Why Scalability Matters?
If we look up a dictionary, scalability is described as scale-ability, which means the ability to scale or to accommodate a growing amount of work in a graceful way. This will be our goal throughout this article.
It is important to highlight that “a graceful way” can mean many things for many applications, but usually it refers to smooth and progressive degradation of service that allows application to work, but with somewhat increased response times. Between returning an error to the user and making the user wait a little more, we should always choose the later.
The process of building a scalable application begins with the design of the application. According to scalability experts Martin Abbot and Michael Fisher, who wrote an excellent little book called “Scalability Rules”, scalability should be designed for in three phases: the design itself, the implementation and the deployment.

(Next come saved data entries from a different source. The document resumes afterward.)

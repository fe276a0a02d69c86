//! Pre-flight checks: privileges, tools, firmware, network.
//!
//! In dry-run every failed check is downgraded to a warning so that a plan
//! can be rehearsed from an unprivileged shell on any machine.

use std::net::{TcpStream, ToSocketAddrs};
use std::path::Path;
use std::time::Duration;

use crate::command::CommandSpec;
use crate::context::DeployContext;
use crate::error::{DeployError, Result};
use crate::executor::Executor;
use crate::phase::Phase;
use crate::success;

/// Environment variable that skips the EUID check.
pub const SKIP_ROOT_CHECK_ENV: &str = "ARCH_SECURE_DEPLOY_SKIP_ROOT_CHECK";

const CONNECT_TIMEOUT: Duration = Duration::from_secs(5);

/// Binaries the deployment shells out to.
pub const REQUIRED_BINARIES: &[&str] = &[
    "lsblk",
    "blkid",
    "wipefs",
    "dd",
    "parted",
    "partprobe",
    "udevadm",
    "sgdisk",
    "cryptsetup",
    "mkfs.fat",
    "mkfs.btrfs",
    "btrfs",
    "mount",
    "umount",
    "pacstrap",
    "genfstab",
    "arch-chroot",
];

/// Map a binary to the Arch package that ships it.
pub fn package_for_binary(binary: &str) -> &'static str {
    match binary {
        "lsblk" | "blkid" | "wipefs" | "mount" | "umount" => "util-linux",
        "dd" => "coreutils",
        "parted" | "partprobe" => "parted",
        "udevadm" => "systemd",
        "sgdisk" => "gptfdisk",
        "cryptsetup" => "cryptsetup",
        "mkfs.fat" => "dosfstools",
        "mkfs.btrfs" | "btrfs" => "btrfs-progs",
        "pacstrap" | "genfstab" | "arch-chroot" => "arch-install-scripts",
        _ => "unknown",
    }
}

/// Binaries `which` cannot find.
pub fn missing_binaries(exec: &dyn Executor) -> Vec<&'static str> {
    REQUIRED_BINARIES
        .iter()
        .copied()
        .filter(|binary| {
            exec.run(&CommandSpec::query("which").arg(*binary))
                .map(|out| !out.success)
                .unwrap_or(true)
        })
        .collect()
}

/// The kernel exposes `/sys/firmware/efi` only when booted in UEFI mode.
pub fn is_uefi(exec: &dyn Executor) -> bool {
    exec.path_exists(Path::new("/sys/firmware/efi"))
}

/// Try each `host:port` in order; the first successful TCP connect wins.
pub fn first_reachable(hosts: &[String], timeout: Duration) -> Option<String> {
    hosts.iter().find_map(|host| {
        let addrs = match host.to_socket_addrs() {
            Ok(addrs) => addrs,
            Err(e) => {
                tracing::debug!("Cannot resolve {}: {}", host, e);
                return None;
            }
        };
        for addr in addrs {
            match TcpStream::connect_timeout(&addr, timeout) {
                Ok(_) => return Some(host.clone()),
                Err(e) => tracing::debug!("{} ({}) unreachable: {}", host, addr, e),
            }
        }
        None
    })
}

fn is_root(skip: bool) -> bool {
    skip
        || std::env::var(SKIP_ROOT_CHECK_ENV).is_ok_and(|v| v == "1")
        || nix::unistd::geteuid().is_root()
}

pub fn run(ctx: &mut DeployContext<'_>) -> Result<()> {
    let exec = ctx.exec;
    let mut problems = Vec::new();

    if is_root(ctx.options.skip_root_check) {
        tracing::debug!("Running with root privileges");
    } else {
        problems.push("root privileges required (run with sudo or as root)".to_string());
    }

    let missing = missing_binaries(exec);
    if missing.is_empty() {
        tracing::debug!("All {} required tools found", REQUIRED_BINARIES.len());
    } else {
        let mut packages: Vec<&str> = missing.iter().map(|b| package_for_binary(b)).collect();
        packages.sort_unstable();
        packages.dedup();
        problems.push(format!(
            "missing tools: {} (install: pacman -S {})",
            missing.join(", "),
            packages.join(" ")
        ));
    }

    if is_uefi(exec) {
        tracing::info!("UEFI firmware detected");
    } else {
        problems.push("system is not booted in UEFI mode (/sys/firmware/efi missing)".to_string());
    }

    match first_reachable(&ctx.options.network_hosts, CONNECT_TIMEOUT) {
        Some(host) => tracing::info!("Network reachable via {}", host),
        None => problems.push(format!(
            "no network: none of {} host(s) reachable",
            ctx.options.network_hosts.len()
        )),
    }

    if problems.is_empty() {
        success!("Pre-flight checks passed");
        return Ok(());
    }

    if ctx.dry_run() {
        for problem in &problems {
            tracing::warn!("Pre-flight (ignored in dry-run): {}", problem);
        }
        return Ok(());
    }

    for problem in &problems {
        tracing::error!("Pre-flight: {}", problem);
    }
    Err(DeployError::precondition(Phase::Preflight, problems.join("; ")))
}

Figure 1: The scalability has to be built for, beginning with the application design
When we design for scalability in the first place, we can address many potential issues without compromising existing code base, because it’s not there yet. On paper, we can quickly iterate candidate architectures until we have found one that might be the right one. You should be able to identify architectures that can give you at least 20 times your desired workload in this phase.
In the next phase, implementation, you build your solution according to the architecture designed in the previous phase. Here, our goal is to scale in between 3 to 20 times our envisioned workload, using techniques that I will outline in this article. Here, the cost of implementing changes is high as there is already an existing codebase to take into account.
Once the application is deployed, we can also streamline the deployment architecture to optimize for scalability, but we can’t strive to get too much of it. By using a sound deployment architecture, we can get from 50% to 300% more scalability than the one we targeted for initially. Also, leveraging the scale up and down by provisioning extra instances during high load, and shutting them down when the load is reduced, is very important in order to maximize the use of our resources (and money).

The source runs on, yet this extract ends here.